Thursday, April 23, 2015

Lady Skater Dress

Kitschy Coo Lady Skater
Size 3
Shortened lengthy by 2 inches
Swayback adjustment of 1/2 inch

I can't believe it has taken me so long to make this dress!  I had such a difficult time deciding on my fabric choice; I chose a bold floral.  

I followed the pattern recommendation of making a muslin of the bodice only.  I discovered that I needed a swayback adjustment.  Kitschy Coo has fitting and adjustment directions with photos on their blog--so helpful!  This is the first time I have ever attempted a swayback adjustment and it was very simple for this dress.

I like how fitted the bodice is.

 Nice movement with the skirt.

This is such a great dress to add to your wardrobe.  It is very quick to sew.  The instructions are some of the best I have seen for a knit project.  I will definitely be making more for summer.

Fabric:  Soft jersey knit floral red/yellow/white $6.98 a yard from

Thanks for stopping by ~ Shirley

Tuesday, April 21, 2015

Etta Plaid Dress

Ottobre 2/2012
Etta Plaid Dress (#2)
Size 38
Alterations:  Removed 4 inches from the length

 This dress has a total of 5 pattern pieces, making it very quick to sew!

The trickiest part of the dress is probably the horizontal seams front and back.  

The front of the dress has a button placket and bust darts--2 at the side, 2 at the bottom.  After you overlap and baste the bottom edges of the placket, you then gather the lower edge of the dress till it matches the length of the upper area.  This seam tapers to nothing at the outer edges.  It is really unique how this pattern piece is cut.  The back has a seam down the middle prior to gathering at its horizontal seam.

Instead of sleeves, you have a shoulder "wing."

This dress utilizes the same pattern pieces as the Cordelia cotton dress, which I made before here.

I am amazed at how different this dress looks with changing the sleeve out to a shoulder wing and, of course, different fabric.   I can already tell this will be worn a lot this summer!

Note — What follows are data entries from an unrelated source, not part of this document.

//! Throughput harness: fires many executions through one engine and reports
//! status counts and latency percentiles.

use std::collections::BTreeMap;
use std::sync::Arc;
use std::time::{Duration, Instant};

use async_trait::async_trait;
use clap::Parser;
use futures::StreamExt;
use serde::Serialize;
use serde_json::{Value, json};

use botcommander::bootstrap;
use botcommander::commander::{
    BotCategory, BotCommander, CommandRegistry, InMemoryMetrics, NoopSampler, Parameters,
};
use botcommander::config::{EngineConfig, LoggingConfig};
use botcommander::error::HandlerError;
use botcommander::handlers::{CategoryHandler, HandlerSet};

#[derive(Parser, Debug)]
#[command(name = "botcommander-bench", about = "Concurrent execution benchmark")]
struct Args {
    /// Total executions to run
    #[arg(long, short = 'n', default_value_t = 10_000)]
    executions: usize,

    /// Executions in flight at once
    #[arg(long, short, default_value_t = 64)]
    concurrency: usize,

    /// Simulated handler latency
    #[arg(long, default_value_t = 0)]
    latency_ms: u64,

    /// Percentage of handler calls that fail
    #[arg(long, default_value_t = 0)]
    failure_rate: u8,

    /// Percentage of calls submitted without human approval
    #[arg(long, default_value_t = 0)]
    unapproved_rate: u8,

    /// Print the report as JSON
    #[arg(long)]
    json: bool,
}

/// Handler with fixed latency that fails a deterministic share of calls.
struct LatencyHandler {
    latency: Duration,
    failure_rate: u8,
}

#[async_trait]
impl CategoryHandler for LatencyHandler {
    async fn execute(
        &self,
        command_id: &str,
        parameters: &Parameters,
        _context: Option<&Parameters>,
    ) -> Result<Value, HandlerError> {
        if !self.latency.is_zero() {
            tokio::time::sleep(self.latency).await;
        }
        let seq = parameters.get("seq").and_then(Value::as_u64).unwrap_or(0);
        if seq % 100 < u64::from(self.failure_rate) {
            return Err(HandlerError::failed(format!("simulated failure #{seq}")));
        }
        Ok(json!({ "command": command_id, "seq": seq }))
    }
}

#[derive(Debug, Serialize)]
struct Report {
    executions: usize,
    concurrency: usize,
    elapsed_secs: f64,
    throughput_per_sec: f64,
    by_status: BTreeMap<String, u64>,
    latency_ms_p50: f64,
    latency_ms_p95: f64,
    latency_ms_max: f64,
}

fn percentile(sorted: &[f64], p: f64) -> f64 {
    if sorted.is_empty() {
        return 0.0;
    }
    let rank = ((sorted.len() - 1) as f64 * p).round() as usize;
    sorted[rank.min(sorted.len() - 1)]
}

#[tokio::main]
async fn main() -> anyhow::Result<()> {
    let args = Args::parse();
    bootstrap::init_logging(&LoggingConfig {
        level: "warn".to_string(),
        ..LoggingConfig::default()
    });

    let registry = CommandRegistry::builtin();
    let mut handlers = HandlerSet::new();
    for category in BotCategory::ALL {
        handlers.insert(
            category,
            LatencyHandler {
                latency: Duration::from_millis(args.latency_ms),
                failure_rate: args.failure_rate.min(100),
            },
        );
    }
    let targets: Vec<(BotCategory, String)> = registry
        .iter()
        .map(|cmd| (cmd.category, cmd.command_id.clone()))
        .collect();
    anyhow::ensure!(!targets.is_empty(), "registry is empty");

    let metrics = Arc::new(InMemoryMetrics::new());
    let commander = Arc::new(
        BotCommander::builder()
            .registry(registry)
            .handlers(handlers)
            .metrics(metrics.clone())
            .sampler(Arc::new(NoopSampler))
            .options(EngineConfig {
                store_capacity: args.executions.max(1),
                ..EngineConfig::default()
            })
            .build(),
    );

    tracing::info!(
        "Running {} executions with concurrency {}",
        args.executions,
        args.concurrency
    );

    let started = Instant::now();
    let mut latencies: Vec<f64> = futures::stream::iter(0..args.executions)
        .map(|seq| {
            let commander = Arc::clone(&commander);
            let (category, command_id) = targets[seq % targets.len()].clone();
            let approved = (seq % 100) as u8 >= args.unapproved_rate;
            async move {
                let mut params = Parameters::new();
                params.insert("seq".to_string(), json!(seq));
                params.insert("human_approval".to_string(), json!(approved));
                let begin = Instant::now();
                let result = commander
                    .execute_command(category.as_str(), &command_id, params, None)
                    .await;
                (begin.elapsed().as_secs_f64() * 1000.0, result.is_ok())
            }
        })
        .buffer_unordered(args.concurrency.max(1))
        .filter_map(|(ms, ok)| async move { ok.then_some(ms) })
        .collect()
        .await;
    let elapsed = started.elapsed().as_secs_f64();

    latencies.sort_by(f64::total_cmp);
    let snapshot = metrics.snapshot().await;
    let report = Report {
        executions: args.executions,
        concurrency: args.concurrency,
        elapsed_secs: elapsed,
        throughput_per_sec: if elapsed > 0.0 {
            args.executions as f64 / elapsed
        } else {
            0.0
        },
        by_status: snapshot.by_status,
        latency_ms_p50: percentile(&latencies, 0.50),
        latency_ms_p95: percentile(&latencies, 0.95),
        latency_ms_max: latencies.last().copied().unwrap_or(0.0),
    };

    if args.json {
        println!("{}", serde_json::to_string_pretty(&report)?);
    } else {
        println!(
            "{} executions in {:.3}s ({:.0}/s, concurrency {})",
            report.executions,
            report.elapsed_secs,
            report.throughput_per_sec,
            report.concurrency
        );
        for (status, count) in &report.by_status {
            println!("  {status:<10} {count}");
        }
        println!(
            "  latency p50 {:.2}ms  p95 {:.2}ms  max {:.2}ms",
            report.latency_ms_p50, report.latency_ms_p95, report.latency_ms_max
        );
    }

    Ok(())
}

#[cfg(test)]
mod tests {
    use super::*;

    #[test]
    fn percentile_picks_nearest_rank() {
        let values = [1.0, 2.0, 3.0, 4.0, 5.0];
        assert_eq!(percentile(&values, 0.0), 1.0);
        assert_eq!(percentile(&values, 0.5), 3.0);
        assert_eq!(percentile(&values, 1.0), 5.0);
        assert_eq!(percentile(&[], 0.5), 0.0);
    }

    #[tokio::test]
    async fn latency_handler_fails_deterministically() {
        let handler = LatencyHandler {
            latency: Duration::ZERO,
            failure_rate: 10,
        };
        let mut params = Parameters::new();
        params.insert("seq".to_string(), json!(5));
        assert!(handler.execute("x", &params, None).await.is_err());
        params.insert("seq".to_string(), json!(50));
        assert!(handler.execute("x", &params, None).await.is_ok());
    }
}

Fabric purchased from Fashion Fabrics for $3.90 a yard.  This fabric is actually 2 sided.  The other side is a soft looking plaid with blues, reds, and creams--very pretty.  I have been wanting a simple red check dress, so this looked good to me.  The fabric is labeled as Ecru/pink plaid gauze, but I would call it more fushia color.  It was challenging finding buttons to match.  They cost me more than a yard of this fabric!

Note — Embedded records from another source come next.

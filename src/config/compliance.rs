use std::collections::BTreeMap;

use crate::commander::TagPolicyCompliance;
use crate::config::helpers::{optional_env, split_list};
use crate::error::ConfigError;
use crate::settings::Settings;

/// Static compliance policy applied by the default validator.
#[derive(Debug, Clone, Default, PartialEq)]
pub struct ComplianceConfig {
    /// Tags that always reject.
    pub blocked_tags: Vec<String>,
    /// Tag to parameter that must be truthy when the tag is present.
    pub required_params: BTreeMap<String, String>,
}

impl ComplianceConfig {
    pub(crate) fn resolve(settings: &Settings) -> Result<Self, ConfigError> {
        let blocked_tags = match optional_env("BOTCOMMANDER_BLOCKED_TAGS")? {
            Some(raw) => split_list(&raw),
            None => settings.compliance.blocked_tags.clone(),
        };

        let required_params = match optional_env("BOTCOMMANDER_REQUIRED_PARAMS")? {
            Some(raw) => parse_required_params(&raw)?,
            None => settings.compliance.required_params.clone(),
        };

        Ok(Self {
            blocked_tags,
            required_params,
        })
    }

    /// The configured policy, or `None` when nothing is restricted.
    pub fn tag_policy(&self) -> Option<TagPolicyCompliance> {
        if self.blocked_tags.is_empty() && self.required_params.is_empty() {
            return None;
        }
        let policy = self
            .required_params
            .iter()
            .fold(TagPolicyCompliance::new().block(&self.blocked_tags), |p, (tag, param)| {
                p.require_param(tag, param.clone())
            });
        Some(policy)
    }
}

/// `GDPR=consent,HIPAA=patient_consent`
fn parse_required_params(raw: &str) -> Result<BTreeMap<String, String>, ConfigError> {
    split_list(raw)
        .into_iter()
        .map(|pair| match pair.split_once('=') {
            Some((tag, param)) if !tag.trim().is_empty() && !param.trim().is_empty() => {
                Ok((tag.trim().to_string(), param.trim().to_string()))
            }
            _ => Err(ConfigError::InvalidValue {
                key: "BOTCOMMANDER_REQUIRED_PARAMS".to_string(),
                message: format!("expected TAG=parameter, got '{pair}'"),
            }),
        })
        .collect()
}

Thanks for stopping by ~ Shirley

Friday, April 3, 2015

The Perfect Pair

The Alma blouse paired with the Moss skirt

Sewaholic Alma Blouse
 Size 6
View A
No alterations

 I really like this top.  I tried to make it last summer and had issues getting the invisible zipper in the side seam. I tossed it and moved on to a different project.  I'm so glad I came back to it.  Proof that one should not give up on a challenge.  I just needed time to gain more invisible zip experience.

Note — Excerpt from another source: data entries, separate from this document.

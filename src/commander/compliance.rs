//! Compliance validation contract and stock validators.

use std::collections::{BTreeMap, BTreeSet};

use async_trait::async_trait;
use serde::Serialize;

use crate::commander::execution::Parameters;
use crate::commander::safety::is_truthy;
use crate::error::ComplianceError;

#[derive(Debug, Clone, PartialEq, Eq, Serialize)]
pub struct ComplianceVerdict {
    pub approved: bool,
    pub reason: String,
}

impl ComplianceVerdict {
    pub fn approve(reason: impl Into<String>) -> Self {
        Self {
            approved: true,
            reason: reason.into(),
        }
    }

    pub fn reject(reason: impl Into<String>) -> Self {
        Self {
            approved: false,
            reason: reason.into(),
        }
    }
}

/// Approves or rejects an invocation against a command's compliance tags.
///
/// May be slow or fail; the engine bounds the call with a timeout and treats
/// any error as a failed execution.
#[async_trait]
pub trait ComplianceValidator: Send + Sync {
    async fn validate_command(
        &self,
        requirements: &BTreeSet<String>,
        parameters: &Parameters,
    ) -> Result<ComplianceVerdict, ComplianceError>;
}

/// Approves everything.
#[derive(Debug, Clone, Copy, Default)]
pub struct AllowAllCompliance;

#[async_trait]
impl ComplianceValidator for AllowAllCompliance {
    async fn validate_command(
        &self,
        _requirements: &BTreeSet<String>,
        _parameters: &Parameters,
    ) -> Result<ComplianceVerdict, ComplianceError> {
        Ok(ComplianceVerdict::approve("compliance validation passed"))
    }
}

/// Static tag policy: blocked tags always reject, and a tag may require a
/// truthy parameter (for example `GDPR` requiring `consent`).
///
/// Tags compare case-insensitively.
#[derive(Debug, Clone, Default)]
pub struct TagPolicyCompliance {
    blocked: BTreeSet<String>,
    required_params: BTreeMap<String, String>,
}

impl TagPolicyCompliance {
    pub fn new() -> Self {
        Self::default()
    }

    pub fn block<I, S>(mut self, tags: I) -> Self
    where
        I: IntoIterator<Item = S>,
        S: AsRef<str>,
    {
        self.blocked
            .extend(tags.into_iter().map(|t| normalize_tag(t.as_ref())));
        self
    }

    pub fn require_param(mut self, tag: &str, parameter: impl Into<String>) -> Self {
        self.required_params
            .insert(normalize_tag(tag), parameter.into());
        self
    }
}

fn normalize_tag(tag: &str) -> String {
    tag.trim().to_ascii_lowercase()
}

#[async_trait]
impl ComplianceValidator for TagPolicyCompliance {
    async fn validate_command(
        &self,
        requirements: &BTreeSet<String>,
        parameters: &Parameters,
    ) -> Result<ComplianceVerdict, ComplianceError> {
        for tag in requirements {
            let normalized = normalize_tag(tag);
            if self.blocked.contains(&normalized) {
                return Ok(ComplianceVerdict::reject(format!(
                    "requirement '{tag}' is blocked by policy"
                )));
            }
            if let Some(param) = self.required_params.get(&normalized)
                && !parameters.get(param).is_some_and(is_truthy)
            {
                return Ok(ComplianceVerdict::reject(format!(
                    "requirement '{tag}' needs parameter '{param}'"
                )));
            }
        }
        Ok(ComplianceVerdict::approve("compliance validation passed"))
    }
}

#[cfg(test)]
mod tests {
    use super::*;
    use serde_json::json;

    fn tags(values: &[&str]) -> BTreeSet<String> {
        values.iter().map(|s| s.to_string()).collect()
    }

    #[tokio::test]
    async fn allow_all_approves() {
        let verdict = AllowAllCompliance
            .validate_command(&tags(&["GDPR"]), &Parameters::new())
            .await
            .unwrap();
        assert!(verdict.approved);
    }

    #[tokio::test]
    async fn blocked_tags_reject_case_insensitively() {
        let policy = TagPolicyCompliance::new().block(["market_manipulation"]);
        let verdict = policy
            .validate_command(&tags(&["Market_Manipulation"]), &Parameters::new())
            .await
            .unwrap();
        assert!(!verdict.approved);
        assert!(verdict.reason.contains("blocked"));
    }

    #[tokio::test]
    async fn required_parameter_must_be_truthy() {
        let policy = TagPolicyCompliance::new().require_param("GDPR", "consent");
        let missing = policy
            .validate_command(&tags(&["GDPR", "HIPAA"]), &Parameters::new())
            .await
            .unwrap();
        assert!(!missing.approved);
        assert_eq!(missing.reason, "requirement 'GDPR' needs parameter 'consent'");

        let mut params = Parameters::new();
        params.insert("consent".to_string(), json!(true));
        let granted = policy
            .validate_command(&tags(&["GDPR"]), &params)
            .await
            .unwrap();
        assert!(granted.approved);
    }
}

I forgot to make a sloping shoulder adjustment, but I think it is still okay because of the sleeve type making it not so obvious.  I'm still trying to get a handle on what body-type adjustments to make.

I found the depth of the armhole just perfect, the darts were all in a good place for me, and the length of the blouse is great!

Since my fabric is thin and lightweight, I was able to use my narrow edge foot for the hemming.  I still haven't found a way to go over side seams smoothly with it.  I even tried trimming down the seam, but I always get hung up there.  The only thing I have found that works for me is to stop and manually fold the fabric, stitch over the seam, and then resume stitching with the narrow edge foot.

 Grainline Moss Skirt
 Size 6 at the waist, graded to a 4 at the hips
View A

Alterations:  Lengthened by 2" and dart alteration to back yoke by .5 inches

The moss skirt is a great wardrobe staple!  It sits at the waist comfortably and has nice sized pockets.  It is a basic skirt but a great starting point if you want to get creative with modifications.

To eliminate the waist gap that usually occurs when making my bottoms, I decided to take a 1/2 inch dart out in the pattern tissue on the back yoke only.  I just pinned it out and then cut my fabric.  It fits perfectly without any gaping on my first try!  This was much easier than trying to adjust the CB seam as I have done in the past.  It occurred to me that by adjusting the "seam," I may be altering the curvature of the pattern more than should be.

 I used a triple stitch for my back yoke top stitching and quickly discovered that it was going to be difficult to control my line of stitch.  I did do it on scrap fabric first but didn't realize how hard it was going to be keeping it lined up with the seam.  Yikes!  So, I finished that area and didn't do it anywhere else.  It won't be seen anyway since I never tuck my blouses in.  I had intended this to be my muslin, but I love it and it is completely wearable.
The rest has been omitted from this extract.